Os centavos da passagem? Que paguem. Que paguem todos. Como eu venho
apagando. Pagando. Que seja. Minha dívida é com alguma coisa dentro de
mim, - essa é uma das frase que eu mais repito, e a coisa pode ser,
acredite, qualquer coisa, inclusive uma coisa que nem sequer seja minha -
alguma coisa dentro de mim que se apieda constantemente das estrelas
que ignorei ao longo das minhas janelas fechadas e dos meus olhos
envoltos por um cobertor quase sem forro. É desperdício de sanidade me
aprisionar no meu mundo insano. O mundo insano que inclui doses altas de
uma morfina invisível. Sem ter motivo, sem ter dor alguma. Porque a
defesa é automática. Eu fico triste por um segundo, no mínimo, todos os
dias. Eu fico só. É o segundo quando olho bem no fundo do poço do meu
passado, e me reconheço, em perfeito estado de conservação, sem retirar
uma palavra do que disse, sem pedir desculpas pra quem eu deveria pedir
desculpas, sem rodar a chave na porta do meu quarto e parar com essa
economia de ar, porque a conta não é minha, a responsabilidade também
não.
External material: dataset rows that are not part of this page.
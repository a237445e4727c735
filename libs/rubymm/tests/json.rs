//! The JSON entry point, from serialized raw tree to serialized model.

use config::constants::TransformConfig;
use pretty_assertions::assert_eq;
use rubymm::{parse_json, ModelNode, ParseError, TransformError};
use serde_json::json;

const CLASS_WITH_METHOD: &str = r#"{
    "type": "ROOTNODE",
    "body": {
        "type": "CLASSNODE",
        "position": { "start_line": 1, "end_line": 5 },
        "cpath": { "type": "COLON2NODE", "name": "Greeter" },
        "body_node": {
            "type": "NEWLINENODE",
            "next_node": {
                "type": "DEFNNODE",
                "position": { "start_line": 2, "end_line": 4 },
                "name": "greet",
                "args_node": {
                    "type": "ARGSNODE",
                    "pre": { "type": "LISTNODE", "elements": [ { "type": "ARGUMENTNODE", "name": "who" } ] }
                },
                "body": {
                    "type": "NEWLINENODE",
                    "next_node": {
                        "type": "FCALLNODE",
                        "name": "puts",
                        "args": {
                            "type": "ARRAYNODE",
                            "elements": [
                                {
                                    "type": "DSTRNODE",
                                    "pieces": [
                                        { "type": "STRNODE", "value": "Hello " },
                                        { "type": "EVSTRNODE", "body": { "type": "LOCALVARNODE", "name": "who" } }
                                    ]
                                }
                            ]
                        }
                    }
                }
            }
        }
    }
}"#;

#[test]
fn class_with_method() {
    let model = parse_json(CLASS_WITH_METHOD, &TransformConfig::default()).unwrap();
    let value = serde_json::to_value(&model.root).unwrap();
    assert_eq!(
        value,
        json!({
            "type": "ClassDecl",
            "defname": { "type": "Constant", "name": "Greeter", "container": null },
            "super_class": null,
            "contents": [{
                "type": "Def",
                "name": "greet",
                "receiver": null,
                "onself": false,
                "args": [{ "type": "Argument", "name": "who", "default_value": null }],
                "body": {
                    "type": "Call",
                    "name": "puts",
                    "receiver": null,
                    "args": [{
                        "type": "StringLiteral",
                        "value": null,
                        "dynamic": true,
                        "pieces": [
                            { "type": "StringLiteral", "value": "Hello ", "dynamic": false, "pieces": [] },
                            { "type": "LocalVarAccess", "name": "who" }
                        ]
                    }],
                    "block_arg": null,
                    "implicit_receiver": true
                },
                "rescue_clauses": [],
                "else_body": null,
                "ensure_body": null
            }]
        })
    );
}

#[test]
fn model_round_trips_through_json() {
    let model = parse_json(CLASS_WITH_METHOD, &TransformConfig::default()).unwrap();
    let text = serde_json::to_string(&model).unwrap();
    let back: rubymm::ModelTree = serde_json::from_str(&text).unwrap();
    assert_eq!(back, model);
}

#[test]
fn malformed_input_is_a_load_error() {
    let err = parse_json("{ \"type\": ", &TransformConfig::default()).unwrap_err();
    assert!(matches!(err, ParseError::Load(_)));
}

#[test]
fn non_root_input_is_a_transform_error() {
    let err = parse_json(r#"{ "type": "FIXNUMNODE", "value": 1 }"#, &TransformConfig::default())
        .unwrap_err();
    assert!(matches!(
        err,
        ParseError::Transform(TransformError::RootExpected { .. })
    ));
}

#[test]
fn skipped_nodes_are_reported_in_permissive_mode() {
    let json = r#"{
        "type": "ROOTNODE",
        "body": {
            "type": "BLOCKNODE",
            "statements": [
                { "type": "FIXNUMNODE", "value": 1 },
                { "type": "FORNODE", "position": { "start_line": 3 } }
            ]
        }
    }"#;
    let model = parse_json(json, &TransformConfig::permissive()).unwrap();
    assert_eq!(
        model.root,
        Some(ModelNode::Block(rubymm::Block {
            contents: vec![ModelNode::int(1)],
        }))
    );
    let diagnostics = serde_json::to_value(&model.diagnostics).unwrap();
    assert_eq!(
        diagnostics,
        json!([{
            "message": "skipping FORNODE at line 3",
            "node_type": "FORNODE",
            "line": 3,
            "hint": "the node has no metamodel counterpart and is left out"
        }])
    );
}

const PROGRAM_WITH_UNLISTED_NODE: &str = r#"{
    "type": "ROOTNODE",
    "body": {
        "type": "BLOCKNODE",
        "statements": [
            {
                "type": "LOCALASGNNODE",
                "position": { "start_line": 1 },
                "name": "a",
                "value": { "type": "FIXNUMNODE", "value": 1 }
            },
            { "type": "BIGNUMNODE", "position": { "start_line": 2 }, "value": "18446744073709551616" },
            { "type": "VCALLNODE", "position": { "start_line": 3 }, "name": "b" }
        ]
    }
}"#;

#[test]
fn unlisted_node_type_fails_a_strict_run() {
    let err = parse_json(PROGRAM_WITH_UNLISTED_NODE, &TransformConfig::default()).unwrap_err();
    assert!(matches!(
        &err,
        ParseError::Transform(TransformError::UnrecognizedNodeKind { node_type, line: 2, .. })
            if node_type == "BIGNUMNODE"
    ));
}

#[test]
fn unlisted_node_type_is_skipped_in_permissive_mode() {
    let model = parse_json(PROGRAM_WITH_UNLISTED_NODE, &TransformConfig::permissive()).unwrap();
    let Some(ModelNode::Block(block)) = model.root else {
        panic!("Expected Block");
    };
    assert_eq!(block.contents.len(), 2);
    assert_eq!(model.diagnostics.len(), 1);
    assert_eq!(model.diagnostics[0].node_type, "BIGNUMNODE");
    assert_eq!(model.diagnostics[0].line, 2);
}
Sou quase um corpo solidário. Ainda bem. É o segundo quando me
escondo na poesia, nas luzes apagadas e na música triste. Quando escovo
os dentes, tomo banho, me humilho ou escrevo. De cada 5 segundos, vivo
4. Um espaço eu deixo pra ser o que sou de graça. Sem precisar escolher
ser. Um segundo eu deixo pra me arrepender. E nos outros 4, eu lembro,
feliz, extremamente feliz, que a culpa não é minha, nem das estrelas
(desculpe), nem de ninguém. Viver é uma questão de hábito. Talvez, eu
nem sequer esteja vivo agora, procurando lembrar onde eu coloquei meus
remédios pra dor de cabeça, respirando. E o que vem depois, não é a
morte. É espasmo, é ilusão, é crédito, é imposto, é automático. É
costume.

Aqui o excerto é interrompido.